This course introduces important ideas about collecting high quality data and summarizing that data appropriately both numerically and graphically. We explore the use of probability distributions to model data and find probabilities. Estimation of parameters and properties of estimators are discussed. Construction and interpretation of commonly used confidence intervals and hypothesis tests are investigated. Students will gain considerable experience working with data. Software is used throughout the course with the expectation of students being able to produce their own analyses.

Prerequisite: Graduate standing

Typically offered in Fall and Spring

ST 514  Statistics For Management and Social Sciences II  (3 credit hours)  

Linear regression, multiple regression and concepts of designed experiments in an integrated approach, principles of the design and analysis of sample surveys, use of computer for analysis of data.

Prerequisite: ST 513

Typically offered in Spring and Summer

ST 515  Experimental Statistics for Engineers I  (3 credit hours)  

General statistical concepts and techniques useful to research workers in engineering, textiles, wood technology, etc. Probability distributions, measurement of precision, simple and multiple regression, tests of significance, analysis of variance,enumeration data and experimental design.

Prerequisite: Graduate standing

Typically offered in Fall and Spring

ST 516  Experimental Statistics For Engineers II  (3 credit hours)  

General statistical concepts and techniques useful to research workers in engineering, textiles, wood technology, etc. Probability distributions, measurement of precision, simple and multiple regression, tests of significance, analysis of variance, enumeration data and experimental designs.

Prerequisite: ST 515

Typically offered in Fall and Spring

ST 517  Applied Statistical Methods I  (3 credit hours)  

Course covers basic methods for summarizing and describing data, accounting for variability in data, and techniques for inference. Topics include basic exploratory data analysis, probability distributions, confidence intervals, hypothesis testing, and regression analysis. This is a calculus-based course. Statistical software is used; however, there is no lab associated with the course. Credit not given for this course and ST 511 or ST 513 or ST 515. This course does NOT count as an elective towards a degree or a minor in Statistics. Note: the course will be offered in person (Fall) and online (Fall and Summer).

Prerequisites: MA 241 or equivalent (Calculus II) and MA 405 or equivalent (Linear Algebra)

Typically offered in Fall and Summer

ST 518  Applied Statistical Methods II  (3 credit hours)  

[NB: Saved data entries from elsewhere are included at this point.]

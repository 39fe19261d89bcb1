//! Runs the PostgreSQL adapter against a real database. Set
//! `TEST_DATABASE_URL` to enable; without it every test returns early.

use async_trait::async_trait;
use commerce_service::models::{
    ContactSnapshot, Order, Payment, Plan, PlanDuration, Subscription, SubscriptionStatus,
};
use commerce_service::services::gateway::{
    GatewayError, PaymentGateway, PaymentInitiation, PaymentRequest, PaymentVerification,
};
use commerce_service::services::store::StoreTx;
use commerce_service::services::{
    CallbackOutcome, CommerceStore, OrderService, PostgresStore, ServiceError,
};
use serde_json::json;
use sqlx::PgPool;
use std::sync::Arc;
use uuid::Uuid;

struct TestDb {
    store: PostgresStore,
    pool: PgPool,
}

async fn test_db() -> Option<TestDb> {
    let Ok(url) = std::env::var("TEST_DATABASE_URL") else {
        eprintln!("TEST_DATABASE_URL not set, skipping PostgreSQL test");
        return None;
    };
    let store = PostgresStore::connect(&url, 5)
        .await
        .expect("Failed to connect and migrate test database");
    let pool = PgPool::connect(&url)
        .await
        .expect("Failed to open inspection pool");
    Some(TestDb { store, pool })
}

fn random_phone() -> String {
    format!("09{:09}", rand::random::<u32>() % 1_000_000_000)
}

fn contact() -> ContactSnapshot {
    ContactSnapshot {
        first_name: "Sara".into(),
        last_name: "Ahmadi".into(),
        phone: "09123456789".into(),
        city: "Tehran".into(),
        address: "Valiasr St".into(),
    }
}

async fn new_user(store: &PostgresStore) -> Uuid {
    let mut tx = store.begin().await.unwrap();
    let (user, created) = tx.find_or_create_user(&random_phone()).await.unwrap();
    assert!(created);
    tx.commit().await.unwrap();
    user.id
}

async fn new_plan(store: &PostgresStore, price: i64) -> Plan {
    let plan = Plan::new(PlanDuration::Days30, price, Some("Monthly".into()));
    store.insert_plan(&plan).await.unwrap();
    plan
}

/// Issues a fresh authority per request and settles every verification.
struct ScriptedGateway {
    refuse_requests: bool,
}

#[async_trait]
impl PaymentGateway for ScriptedGateway {
    async fn request_payment(
        &self,
        _request: PaymentRequest,
    ) -> Result<PaymentInitiation, GatewayError> {
        if self.refuse_requests {
            return Err(GatewayError::Upstream {
                code: Some(-9),
                message: "The input params invalid".into(),
                raw_response: None,
            });
        }
        let authority = format!("PG{}", Uuid::new_v4().simple());
        Ok(PaymentInitiation {
            payment_url: format!("https://sandbox.zarinpal.com/pg/StartPay/{}", authority),
            raw_response: json!({"data": {"code": 100, "authority": authority}}),
            authority,
        })
    }

    async fn verify_payment(
        &self,
        _authority: &str,
        _amount: i64,
    ) -> Result<PaymentVerification, GatewayError> {
        Ok(PaymentVerification {
            code: 100,
            ref_id: Some("201".into()),
            raw_response: json!({"data": {"code": 100, "ref_id": 201}}),
        })
    }
}

async fn count(pool: &PgPool, table: &str, user_id: Uuid) -> i64 {
    sqlx::query_scalar::<_, i64>(&format!(
        "SELECT COUNT(*) FROM {} WHERE user_id = $1",
        table
    ))
    .bind(user_id)
    .fetch_one(pool)
    .await
    .unwrap()
}

#[tokio::test]
async fn payment_is_refused_when_stored_price_differs() {
    let Some(db) = test_db().await else { return };
    let user_id = new_user(&db.store).await;
    let plan = new_plan(&db.store, 50_000).await;

    // The caller's copy of the plan is stale; only the stored price counts.
    let mut stale = plan.clone();
    stale.price = 40_000;

    let mut tx = db.store.begin().await.unwrap();
    let order = Order::new(user_id, plan.id, contact());
    tx.insert_order(&order).await.unwrap();
    let payment = Payment::for_order(&order, &stale);
    assert_eq!(payment.amount, 40_000);

    let err = tx.insert_payment(&payment, &stale).await.unwrap_err();
    assert!(matches!(err, ServiceError::Internal(_)));
    drop(tx);

    assert_eq!(count(&db.pool, "orders", user_id).await, 0);
    assert_eq!(count(&db.pool, "payments", user_id).await, 0);
}

#[tokio::test]
async fn second_active_subscription_is_a_conflict() {
    let Some(db) = test_db().await else { return };
    let user_id = new_user(&db.store).await;
    let plan = new_plan(&db.store, 50_000).await;

    let mut tx = db.store.begin().await.unwrap();
    tx.insert_subscription(&Subscription::trial(user_id, &plan))
        .await
        .unwrap();
    let err = tx
        .insert_subscription(&Subscription::trial(user_id, &plan))
        .await
        .unwrap_err();
    assert!(matches!(err, ServiceError::Conflict(_)));
}

#[tokio::test]
async fn gateway_refusal_rolls_the_order_back() {
    let Some(db) = test_db().await else { return };
    let user_id = new_user(&db.store).await;
    let plan = new_plan(&db.store, 50_000).await;

    let orders = OrderService::new(
        Arc::new(db.store.clone()),
        Arc::new(ScriptedGateway {
            refuse_requests: true,
        }),
        "http://localhost/api/v1/payments/callback".into(),
    );

    let err = orders
        .create_order(user_id, plan.id, contact())
        .await
        .unwrap_err();
    assert!(matches!(err, ServiceError::Gateway(GatewayError::Upstream { .. })));

    assert_eq!(count(&db.pool, "orders", user_id).await, 0);
    assert_eq!(count(&db.pool, "payments", user_id).await, 0);
    assert_eq!(count(&db.pool, "subscriptions", user_id).await, 0);
}

#[tokio::test]
async fn concurrent_settlements_for_one_user_keep_one_active_window() {
    let Some(db) = test_db().await else { return };
    let user_id = new_user(&db.store).await;
    let plan = new_plan(&db.store, 50_000).await;

    let orders = OrderService::new(
        Arc::new(db.store.clone()),
        Arc::new(ScriptedGateway {
            refuse_requests: false,
        }),
        "http://localhost/api/v1/payments/callback".into(),
    );

    let first = orders.create_order(user_id, plan.id, contact()).await.unwrap();
    let second = orders.create_order(user_id, plan.id, contact()).await.unwrap();
    let first_authority = first.payment.authority.unwrap();
    let second_authority = second.payment.authority.unwrap();

    let (a, b, replay) = tokio::join!(
        orders.reconcile_callback(Some(&first_authority), Some("OK")),
        orders.reconcile_callback(Some(&second_authority), Some("OK")),
        orders.reconcile_callback(Some(&first_authority), Some("OK")),
    );
    assert!(a.is_success() && b.is_success() && replay.is_success());
    assert!([a, replay].contains(&CallbackOutcome::Paid));
    assert!([a, replay].contains(&CallbackOutcome::AlreadyPaid));
    assert_eq!(b, CallbackOutcome::Paid);

    let active = db
        .store
        .list_subscriptions(user_id)
        .await
        .unwrap()
        .into_iter()
        .filter(|s| s.status == SubscriptionStatus::Active)
        .count();
    assert_eq!(active, 1);
}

This second course in statistics for graduate students is intended to further expand students' background in the statistical methods that will assist them in the analysis of data. Course covers many fundamental analysis methods currently used to analyze a wide array of data, mostly arising from designed experiments. Topics include multiple regression models, factorial effects models, general linear models, mixed effect models, logistic regression analysis, and basic repeated measures analysis. This is a calculus-based course. Statistical software is used, however, there is no lab associated with the course. Credit not given for this course and ST 512 or ST 514 or ST 516. Note: this course will be offered in person (Spring) and online (Fall and Spring).

Prerequisite: ST 517

Typically offered in Fall and Spring

ST 519/EMS 519  Teaching and Learning of Statistical Thinking  (3 credit hours)  

This course is designed to bridge theory and practice on how students develop understandings of key concepts in data analysis, statistics, and probability. Discussion of students' understandings, teaching strategies and the use of manipulatives and technology tools. Topics include distribution, measures of center and spread, sampling, sampling distribution, randomness, and law of large numbers. Must complete a first level graduate statistics course ( ST 507, ST 511, or equivalent) before enrolling.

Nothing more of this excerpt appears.